2026年度の最低賃金目安が全国加重平均で55円引き上げの1176円に決着した。上げ幅は6年ぶりに前年度を下回ったが、飲食業のアルバイト賃上げ実施率は75.0%で全業種トップ水準という調査結果も同時に公表されている。人件費の伸びが鈍化したように見える一方で、飲食店の現場ではむしろ賃上げ圧力が構造的に強まっている実態が浮かび上がる。同じ週には、採用・労務のアウトソーシングサービスや初期費用ゼロのオーダーシステム、採用と集客を一体化した新型スキマバイトなど、人件費を「払う額」ではなく「使い方」で吸収しようとする動きも相次いで報じられた。この特集では、最低賃金決着の実像とアルバイト賃上げ率の背景を読み解いた上で、外部委託・DX・スキマバイトという3つの対応策がそれぞれ何を解決し、何を解決しないのかを整理する。

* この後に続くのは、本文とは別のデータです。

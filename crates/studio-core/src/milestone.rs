use crate::types::{DevelopmentMode, TimelineClass};
use chrono::{Duration, NaiveDate};
use serde::{Deserialize, Serialize};

// ---------------------------------------------------------------------------
// Milestone
// ---------------------------------------------------------------------------

/// A scheduled checkpoint. `target_date` serializes as `YYYY-MM-DD`.
#[derive(Debug, Clone, PartialEq, Eq, Serialize, Deserialize)]
pub struct Milestone {
    pub name: String,
    pub target_date: NaiveDate,
    pub deliverables: Vec<String>,
    pub success_criteria: Vec<String>,
}

// ---------------------------------------------------------------------------
// Schedule table
// ---------------------------------------------------------------------------

#[derive(Debug, Clone, Copy)]
enum Offset {
    Days(i64),
    Weeks(i64),
}

impl Offset {
    fn duration(self) -> Duration {
        match self {
            Offset::Days(n) => Duration::days(n),
            Offset::Weeks(n) => Duration::weeks(n),
        }
    }
}

struct MilestoneTemplate {
    offset: Offset,
    name: &'static str,
    deliverables: &'static [&'static str],
    success_criteria: &'static [&'static str],
}

const DESIGN_RAPID: &[MilestoneTemplate] = &[
    MilestoneTemplate {
        offset: Offset::Days(2),
        name: "Concept Complete",
        deliverables: &["Core concept", "Design pillars", "Target audience analysis"],
        success_criteria: &["Concept validated", "Scope defined"],
    },
    MilestoneTemplate {
        offset: Offset::Days(5),
        name: "Design Documentation",
        deliverables: &["Complete GDD", "Art style guide", "Technical assessment"],
        success_criteria: &["All systems documented", "Feasibility confirmed"],
    },
];

const DESIGN_SHORT: &[MilestoneTemplate] = &[
    MilestoneTemplate {
        offset: Offset::Weeks(1),
        name: "Concept Phase",
        deliverables: &["Game concept", "Market research", "Competitive analysis"],
        success_criteria: &["Unique value proposition", "Target audience defined"],
    },
    MilestoneTemplate {
        offset: Offset::Weeks(2),
        name: "Systems Design",
        deliverables: &["Core systems", "Gameplay mechanics", "Progression design"],
        success_criteria: &["All systems mapped", "Dependencies identified"],
    },
    MilestoneTemplate {
        offset: Offset::Weeks(3),
        name: "Complete Documentation",
        deliverables: &["Full GDD", "Art bible", "Technical specifications"],
        success_criteria: &["Ready for development", "All questions answered"],
    },
];

const DEVELOPMENT_SHORT: &[MilestoneTemplate] = &[
    MilestoneTemplate {
        offset: Offset::Weeks(1),
        name: "Prototype",
        deliverables: &["Core mechanic", "Basic controls", "Placeholder art"],
        success_criteria: &["Playable prototype", "Core loop validated"],
    },
    MilestoneTemplate {
        offset: Offset::Weeks(2),
        name: "Alpha",
        deliverables: &["All features", "Programmer art", "Basic UI"],
        success_criteria: &["Feature complete", "Internally playable"],
    },
    MilestoneTemplate {
        offset: Offset::Weeks(3),
        name: "Beta",
        deliverables: &["Polished gameplay", "Final art", "Sound integrated"],
        success_criteria: &["No critical bugs", "Performance targets met"],
    },
    MilestoneTemplate {
        offset: Offset::Weeks(4),
        name: "Release",
        deliverables: &["Final build", "Marketing materials", "Distribution ready"],
        success_criteria: &["Ship ready", "All platforms tested"],
    },
];

fn templates_for(mode: DevelopmentMode, timeline: TimelineClass) -> &'static [MilestoneTemplate] {
    match (mode, timeline) {
        (DevelopmentMode::Design, TimelineClass::Rapid) => DESIGN_RAPID,
        (DevelopmentMode::Design, TimelineClass::Short) => DESIGN_SHORT,
        (DevelopmentMode::Development, TimelineClass::Short) => DEVELOPMENT_SHORT,
        // No schedule is defined for the remaining pairs; callers get an
        // empty list and must cope with zero milestones.
        _ => &[],
    }
}

/// Build the milestone list for `(mode, timeline)` counted from `start`.
///
/// Only design×{Rapid, Short} and development×Short have schedules; every
/// other pair, including unrecognised mode or timeline strings, yields an
/// empty list. Milestones come back in table order, which is ascending by
/// offset.
pub fn schedule(mode: &str, timeline: &str, start: NaiveDate) -> Vec<Milestone> {
    let (Some(mode), Some(timeline)) = (DevelopmentMode::parse(mode), TimelineClass::parse(timeline))
    else {
        return Vec::new();
    };

    templates_for(mode, timeline)
        .iter()
        .map(|t| Milestone {
            name: t.name.to_string(),
            target_date: start + t.offset.duration(),
            deliverables: t.deliverables.iter().map(|s| s.to_string()).collect(),
            success_criteria: t.success_criteria.iter().map(|s| s.to_string()).collect(),
        })
        .collect()
}

// ---------------------------------------------------------------------------
// Tests
// ---------------------------------------------------------------------------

なぜ最低賃金の上げ幅鈍化は「朗報」と言い切れないのか
上げ幅の鈍化は一時的な安心材料にすぎない。2026年度の最低賃金目安は全国加重平均で55円(4.9%)増の1176円となり、前年度の63円(6.0%)を下回って6年ぶりに伸び率が縮小した。しかし現行1121円から1176円への引き上げ自体は過去最高額の更新であり、政府は全国平均1500円の達成時期を「30年代前半」へ事実上先送りしただけで、上昇トレンドそのものは変わっていない。地方審議会では目安を上回る改定になった前例もあり、都道府県ごとの最終額を確認するまでは負担の実像は見えない。